▶ **Task objective**
Which of the lines below hold the word "renditions"? Pull each of them out.

▶ **Input records**
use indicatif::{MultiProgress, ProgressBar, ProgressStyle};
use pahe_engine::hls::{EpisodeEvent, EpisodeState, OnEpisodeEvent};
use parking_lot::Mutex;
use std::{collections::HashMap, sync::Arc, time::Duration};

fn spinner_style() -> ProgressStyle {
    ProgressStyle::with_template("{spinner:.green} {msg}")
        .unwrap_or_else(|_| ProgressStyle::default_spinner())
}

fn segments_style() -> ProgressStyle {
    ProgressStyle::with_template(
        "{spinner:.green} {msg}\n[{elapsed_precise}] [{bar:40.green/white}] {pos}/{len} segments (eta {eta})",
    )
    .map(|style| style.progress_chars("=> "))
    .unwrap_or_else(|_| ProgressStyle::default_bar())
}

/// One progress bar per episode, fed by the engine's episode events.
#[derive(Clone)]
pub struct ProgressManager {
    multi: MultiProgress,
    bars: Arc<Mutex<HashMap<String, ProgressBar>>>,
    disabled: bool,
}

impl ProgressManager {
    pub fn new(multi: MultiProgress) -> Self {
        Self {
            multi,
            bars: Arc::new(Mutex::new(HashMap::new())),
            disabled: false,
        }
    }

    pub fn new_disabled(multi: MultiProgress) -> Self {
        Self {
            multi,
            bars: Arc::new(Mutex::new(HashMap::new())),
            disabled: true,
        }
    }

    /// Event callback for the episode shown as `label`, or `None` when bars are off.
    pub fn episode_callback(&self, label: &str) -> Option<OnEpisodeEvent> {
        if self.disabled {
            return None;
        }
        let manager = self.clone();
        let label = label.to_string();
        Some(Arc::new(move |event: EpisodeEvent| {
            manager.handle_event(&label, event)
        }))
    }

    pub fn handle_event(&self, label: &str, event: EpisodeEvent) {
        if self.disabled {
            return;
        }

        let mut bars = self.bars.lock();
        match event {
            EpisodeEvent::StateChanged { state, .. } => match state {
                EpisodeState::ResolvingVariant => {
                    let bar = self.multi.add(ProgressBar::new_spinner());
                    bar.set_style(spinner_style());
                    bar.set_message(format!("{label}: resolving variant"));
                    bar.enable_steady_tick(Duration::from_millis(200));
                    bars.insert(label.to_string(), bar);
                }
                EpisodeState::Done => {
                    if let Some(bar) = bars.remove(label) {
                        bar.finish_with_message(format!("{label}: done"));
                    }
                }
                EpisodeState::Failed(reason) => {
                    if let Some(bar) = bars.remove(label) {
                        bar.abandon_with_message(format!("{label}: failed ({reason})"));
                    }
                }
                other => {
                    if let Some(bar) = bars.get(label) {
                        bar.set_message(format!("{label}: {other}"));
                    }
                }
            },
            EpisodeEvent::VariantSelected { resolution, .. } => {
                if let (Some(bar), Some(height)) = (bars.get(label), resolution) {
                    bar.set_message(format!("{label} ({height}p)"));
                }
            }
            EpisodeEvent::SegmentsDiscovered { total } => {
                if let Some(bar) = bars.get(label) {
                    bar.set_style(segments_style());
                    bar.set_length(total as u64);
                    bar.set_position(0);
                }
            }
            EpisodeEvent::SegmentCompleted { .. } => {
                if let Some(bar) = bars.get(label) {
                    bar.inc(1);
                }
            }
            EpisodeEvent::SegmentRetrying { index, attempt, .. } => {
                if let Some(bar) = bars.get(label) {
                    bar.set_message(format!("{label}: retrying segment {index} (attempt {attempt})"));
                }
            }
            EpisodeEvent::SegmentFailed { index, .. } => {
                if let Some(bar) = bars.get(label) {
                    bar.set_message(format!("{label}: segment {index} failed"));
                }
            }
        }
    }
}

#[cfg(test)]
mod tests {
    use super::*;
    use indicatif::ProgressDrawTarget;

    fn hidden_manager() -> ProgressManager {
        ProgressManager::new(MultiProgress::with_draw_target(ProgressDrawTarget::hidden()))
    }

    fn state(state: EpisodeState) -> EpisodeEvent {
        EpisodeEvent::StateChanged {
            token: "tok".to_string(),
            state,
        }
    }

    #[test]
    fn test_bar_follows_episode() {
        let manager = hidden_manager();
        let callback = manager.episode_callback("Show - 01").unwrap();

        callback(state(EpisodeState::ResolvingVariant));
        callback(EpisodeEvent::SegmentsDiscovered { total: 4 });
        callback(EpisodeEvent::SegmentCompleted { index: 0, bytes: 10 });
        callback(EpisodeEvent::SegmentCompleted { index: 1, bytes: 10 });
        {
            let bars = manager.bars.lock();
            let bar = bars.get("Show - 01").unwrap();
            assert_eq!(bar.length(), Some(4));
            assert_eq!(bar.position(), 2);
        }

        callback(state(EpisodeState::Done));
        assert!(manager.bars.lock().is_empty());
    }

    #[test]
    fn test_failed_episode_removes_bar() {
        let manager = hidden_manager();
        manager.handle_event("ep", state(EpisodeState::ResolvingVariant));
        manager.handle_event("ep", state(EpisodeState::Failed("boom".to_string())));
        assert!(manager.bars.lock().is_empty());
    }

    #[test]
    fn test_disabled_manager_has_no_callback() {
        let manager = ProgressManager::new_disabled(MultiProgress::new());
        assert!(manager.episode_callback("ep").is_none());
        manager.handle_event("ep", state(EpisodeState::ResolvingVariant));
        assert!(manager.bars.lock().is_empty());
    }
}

...

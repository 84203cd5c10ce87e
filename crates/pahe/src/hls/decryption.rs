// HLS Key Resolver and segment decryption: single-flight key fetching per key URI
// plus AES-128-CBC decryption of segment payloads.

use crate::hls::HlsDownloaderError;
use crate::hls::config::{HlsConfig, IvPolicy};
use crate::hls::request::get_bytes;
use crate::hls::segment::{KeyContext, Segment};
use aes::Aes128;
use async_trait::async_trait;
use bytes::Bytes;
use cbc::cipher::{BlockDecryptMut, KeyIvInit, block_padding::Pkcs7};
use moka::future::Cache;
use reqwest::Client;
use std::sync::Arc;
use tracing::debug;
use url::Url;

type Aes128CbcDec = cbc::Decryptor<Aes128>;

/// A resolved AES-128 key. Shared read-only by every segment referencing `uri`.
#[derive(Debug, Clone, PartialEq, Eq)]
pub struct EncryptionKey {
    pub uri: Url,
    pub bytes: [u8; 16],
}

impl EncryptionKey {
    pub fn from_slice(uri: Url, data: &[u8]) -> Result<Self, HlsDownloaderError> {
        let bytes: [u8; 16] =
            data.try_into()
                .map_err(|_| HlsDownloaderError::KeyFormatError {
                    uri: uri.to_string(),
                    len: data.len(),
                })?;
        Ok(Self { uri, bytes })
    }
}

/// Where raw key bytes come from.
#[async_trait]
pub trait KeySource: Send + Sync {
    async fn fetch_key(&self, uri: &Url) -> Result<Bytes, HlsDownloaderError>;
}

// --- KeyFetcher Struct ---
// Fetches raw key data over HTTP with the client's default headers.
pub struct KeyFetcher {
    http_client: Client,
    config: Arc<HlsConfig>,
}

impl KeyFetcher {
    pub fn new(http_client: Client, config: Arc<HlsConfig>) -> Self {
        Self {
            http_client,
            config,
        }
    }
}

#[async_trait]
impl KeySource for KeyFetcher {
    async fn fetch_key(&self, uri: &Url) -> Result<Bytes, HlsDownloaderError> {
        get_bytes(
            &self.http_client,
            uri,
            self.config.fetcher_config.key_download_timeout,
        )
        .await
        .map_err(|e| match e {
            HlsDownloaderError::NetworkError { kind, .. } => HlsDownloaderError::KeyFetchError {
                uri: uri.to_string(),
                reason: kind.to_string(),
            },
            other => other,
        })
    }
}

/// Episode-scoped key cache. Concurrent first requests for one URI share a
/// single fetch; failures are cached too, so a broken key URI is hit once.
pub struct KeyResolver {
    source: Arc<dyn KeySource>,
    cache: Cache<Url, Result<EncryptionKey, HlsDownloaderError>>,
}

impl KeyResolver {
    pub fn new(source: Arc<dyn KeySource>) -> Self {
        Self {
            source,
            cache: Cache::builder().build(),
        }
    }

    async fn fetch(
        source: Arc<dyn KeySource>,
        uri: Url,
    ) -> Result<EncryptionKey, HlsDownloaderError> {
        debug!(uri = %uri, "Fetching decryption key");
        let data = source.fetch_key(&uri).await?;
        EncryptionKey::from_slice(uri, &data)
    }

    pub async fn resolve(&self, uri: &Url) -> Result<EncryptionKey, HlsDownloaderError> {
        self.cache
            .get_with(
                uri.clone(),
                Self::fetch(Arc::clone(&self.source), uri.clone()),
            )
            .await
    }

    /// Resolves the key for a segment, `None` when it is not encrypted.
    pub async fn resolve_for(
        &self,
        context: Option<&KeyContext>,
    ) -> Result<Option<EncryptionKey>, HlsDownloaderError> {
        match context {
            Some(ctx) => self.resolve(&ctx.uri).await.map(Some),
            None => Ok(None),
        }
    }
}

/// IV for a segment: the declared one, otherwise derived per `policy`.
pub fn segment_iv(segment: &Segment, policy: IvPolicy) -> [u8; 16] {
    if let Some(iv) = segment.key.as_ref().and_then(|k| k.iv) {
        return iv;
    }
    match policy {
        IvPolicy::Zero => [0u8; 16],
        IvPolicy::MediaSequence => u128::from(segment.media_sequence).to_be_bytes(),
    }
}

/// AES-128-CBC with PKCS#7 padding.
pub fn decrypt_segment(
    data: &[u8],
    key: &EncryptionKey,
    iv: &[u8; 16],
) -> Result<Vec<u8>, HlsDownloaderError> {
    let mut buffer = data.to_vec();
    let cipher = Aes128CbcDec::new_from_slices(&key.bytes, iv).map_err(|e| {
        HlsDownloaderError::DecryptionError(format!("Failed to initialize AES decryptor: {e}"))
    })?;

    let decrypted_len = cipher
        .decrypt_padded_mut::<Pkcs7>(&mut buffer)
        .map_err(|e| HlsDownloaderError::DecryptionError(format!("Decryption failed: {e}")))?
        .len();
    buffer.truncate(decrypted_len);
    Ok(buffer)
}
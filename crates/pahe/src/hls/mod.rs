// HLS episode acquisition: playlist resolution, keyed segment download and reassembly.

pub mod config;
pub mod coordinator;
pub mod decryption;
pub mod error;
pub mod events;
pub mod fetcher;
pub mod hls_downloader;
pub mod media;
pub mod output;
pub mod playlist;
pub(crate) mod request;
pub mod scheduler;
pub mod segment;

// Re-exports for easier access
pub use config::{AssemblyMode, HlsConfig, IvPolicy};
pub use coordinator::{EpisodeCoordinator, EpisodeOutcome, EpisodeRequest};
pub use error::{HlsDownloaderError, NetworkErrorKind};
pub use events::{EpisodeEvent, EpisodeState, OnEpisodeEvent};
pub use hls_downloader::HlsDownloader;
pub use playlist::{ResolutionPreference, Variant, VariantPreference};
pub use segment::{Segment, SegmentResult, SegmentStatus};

--

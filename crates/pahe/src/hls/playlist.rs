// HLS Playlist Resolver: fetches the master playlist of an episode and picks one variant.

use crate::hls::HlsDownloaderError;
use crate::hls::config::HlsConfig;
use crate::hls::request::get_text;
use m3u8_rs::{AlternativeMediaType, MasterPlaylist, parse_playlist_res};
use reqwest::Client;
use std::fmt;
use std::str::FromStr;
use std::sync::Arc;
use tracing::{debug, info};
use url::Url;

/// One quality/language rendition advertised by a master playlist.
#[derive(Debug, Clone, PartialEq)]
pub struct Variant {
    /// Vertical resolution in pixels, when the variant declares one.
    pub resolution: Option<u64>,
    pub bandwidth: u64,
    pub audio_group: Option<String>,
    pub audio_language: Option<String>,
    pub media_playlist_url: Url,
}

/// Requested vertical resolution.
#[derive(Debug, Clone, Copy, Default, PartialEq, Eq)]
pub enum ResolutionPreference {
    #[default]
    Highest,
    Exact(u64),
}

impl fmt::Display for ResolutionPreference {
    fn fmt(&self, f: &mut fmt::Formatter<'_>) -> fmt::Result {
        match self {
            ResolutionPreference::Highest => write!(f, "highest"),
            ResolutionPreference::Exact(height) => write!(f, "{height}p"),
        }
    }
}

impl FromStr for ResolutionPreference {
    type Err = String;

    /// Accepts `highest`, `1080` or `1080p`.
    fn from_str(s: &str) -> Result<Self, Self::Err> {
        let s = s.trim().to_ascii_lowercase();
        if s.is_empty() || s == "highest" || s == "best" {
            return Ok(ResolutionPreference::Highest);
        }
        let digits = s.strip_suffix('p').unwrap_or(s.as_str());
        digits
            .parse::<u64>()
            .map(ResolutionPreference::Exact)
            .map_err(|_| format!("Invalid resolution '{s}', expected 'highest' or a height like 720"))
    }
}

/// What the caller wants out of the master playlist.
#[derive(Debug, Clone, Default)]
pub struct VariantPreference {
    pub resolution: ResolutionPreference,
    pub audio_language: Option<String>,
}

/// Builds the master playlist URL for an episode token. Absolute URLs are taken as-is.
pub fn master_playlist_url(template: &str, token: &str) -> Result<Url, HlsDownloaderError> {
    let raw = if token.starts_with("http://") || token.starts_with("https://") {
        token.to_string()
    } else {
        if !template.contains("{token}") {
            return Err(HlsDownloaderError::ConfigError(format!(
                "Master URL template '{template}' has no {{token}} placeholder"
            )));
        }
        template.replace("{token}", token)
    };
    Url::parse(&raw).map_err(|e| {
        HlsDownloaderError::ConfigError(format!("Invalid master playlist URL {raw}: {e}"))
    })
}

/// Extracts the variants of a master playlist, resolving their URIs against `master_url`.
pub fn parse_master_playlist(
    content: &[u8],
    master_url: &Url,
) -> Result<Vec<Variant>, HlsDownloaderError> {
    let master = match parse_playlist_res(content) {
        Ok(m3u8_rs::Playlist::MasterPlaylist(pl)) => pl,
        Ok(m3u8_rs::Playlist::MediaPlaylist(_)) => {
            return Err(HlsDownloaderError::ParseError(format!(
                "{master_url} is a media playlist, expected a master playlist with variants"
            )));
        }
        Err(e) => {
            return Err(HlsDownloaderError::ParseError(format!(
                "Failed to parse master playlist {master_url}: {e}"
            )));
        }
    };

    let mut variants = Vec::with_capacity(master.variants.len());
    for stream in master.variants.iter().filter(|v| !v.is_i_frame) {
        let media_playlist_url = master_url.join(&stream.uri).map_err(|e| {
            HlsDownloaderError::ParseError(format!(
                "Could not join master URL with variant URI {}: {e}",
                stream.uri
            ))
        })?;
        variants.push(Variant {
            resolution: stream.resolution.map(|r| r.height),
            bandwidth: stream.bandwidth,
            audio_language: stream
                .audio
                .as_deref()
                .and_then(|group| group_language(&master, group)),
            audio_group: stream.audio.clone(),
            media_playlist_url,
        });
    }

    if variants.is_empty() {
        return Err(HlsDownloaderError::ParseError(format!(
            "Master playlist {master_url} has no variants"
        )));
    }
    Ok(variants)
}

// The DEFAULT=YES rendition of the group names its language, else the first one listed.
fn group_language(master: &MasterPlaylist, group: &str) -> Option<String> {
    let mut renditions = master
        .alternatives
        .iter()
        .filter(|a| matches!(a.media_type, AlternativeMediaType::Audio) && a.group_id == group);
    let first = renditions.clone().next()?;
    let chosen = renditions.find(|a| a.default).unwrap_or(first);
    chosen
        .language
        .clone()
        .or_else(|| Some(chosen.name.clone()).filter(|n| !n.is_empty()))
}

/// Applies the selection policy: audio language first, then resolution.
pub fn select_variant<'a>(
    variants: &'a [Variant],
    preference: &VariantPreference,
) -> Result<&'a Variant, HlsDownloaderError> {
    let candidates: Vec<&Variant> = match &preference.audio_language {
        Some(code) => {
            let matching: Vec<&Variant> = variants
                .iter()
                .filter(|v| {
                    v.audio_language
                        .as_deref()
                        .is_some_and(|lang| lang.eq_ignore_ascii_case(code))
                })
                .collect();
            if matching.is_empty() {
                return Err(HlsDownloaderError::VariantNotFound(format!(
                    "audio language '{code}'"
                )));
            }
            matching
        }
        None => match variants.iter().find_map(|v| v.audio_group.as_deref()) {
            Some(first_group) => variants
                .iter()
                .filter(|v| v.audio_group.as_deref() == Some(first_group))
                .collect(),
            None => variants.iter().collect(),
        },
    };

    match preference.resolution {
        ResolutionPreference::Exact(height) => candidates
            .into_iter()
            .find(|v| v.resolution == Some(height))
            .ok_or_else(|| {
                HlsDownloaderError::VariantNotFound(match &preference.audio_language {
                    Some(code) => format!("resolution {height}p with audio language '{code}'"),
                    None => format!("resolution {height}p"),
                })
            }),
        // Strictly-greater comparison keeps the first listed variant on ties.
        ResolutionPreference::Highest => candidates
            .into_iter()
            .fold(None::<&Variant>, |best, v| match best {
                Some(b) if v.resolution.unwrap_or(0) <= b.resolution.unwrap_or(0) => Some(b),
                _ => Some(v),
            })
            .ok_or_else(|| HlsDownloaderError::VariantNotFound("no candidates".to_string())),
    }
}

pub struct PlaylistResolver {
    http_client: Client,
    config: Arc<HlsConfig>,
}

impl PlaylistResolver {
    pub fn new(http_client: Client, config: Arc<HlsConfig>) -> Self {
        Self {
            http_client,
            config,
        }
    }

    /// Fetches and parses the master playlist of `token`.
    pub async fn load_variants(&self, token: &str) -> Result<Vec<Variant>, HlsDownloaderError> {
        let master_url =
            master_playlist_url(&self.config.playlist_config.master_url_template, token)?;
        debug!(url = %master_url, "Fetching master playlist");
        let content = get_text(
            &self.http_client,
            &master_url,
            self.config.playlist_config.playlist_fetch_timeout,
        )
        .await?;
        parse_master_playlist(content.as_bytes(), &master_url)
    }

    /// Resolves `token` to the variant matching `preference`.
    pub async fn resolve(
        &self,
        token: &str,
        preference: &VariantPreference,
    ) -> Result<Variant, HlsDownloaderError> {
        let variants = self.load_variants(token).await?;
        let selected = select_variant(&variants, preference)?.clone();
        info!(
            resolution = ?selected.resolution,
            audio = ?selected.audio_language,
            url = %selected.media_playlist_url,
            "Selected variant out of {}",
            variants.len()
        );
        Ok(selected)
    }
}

▶ **Output below**
    let mut renditions = master
    let first = renditions.clone().next()?;
    let chosen = renditions.find(|a| a.default).unwrap_or(first);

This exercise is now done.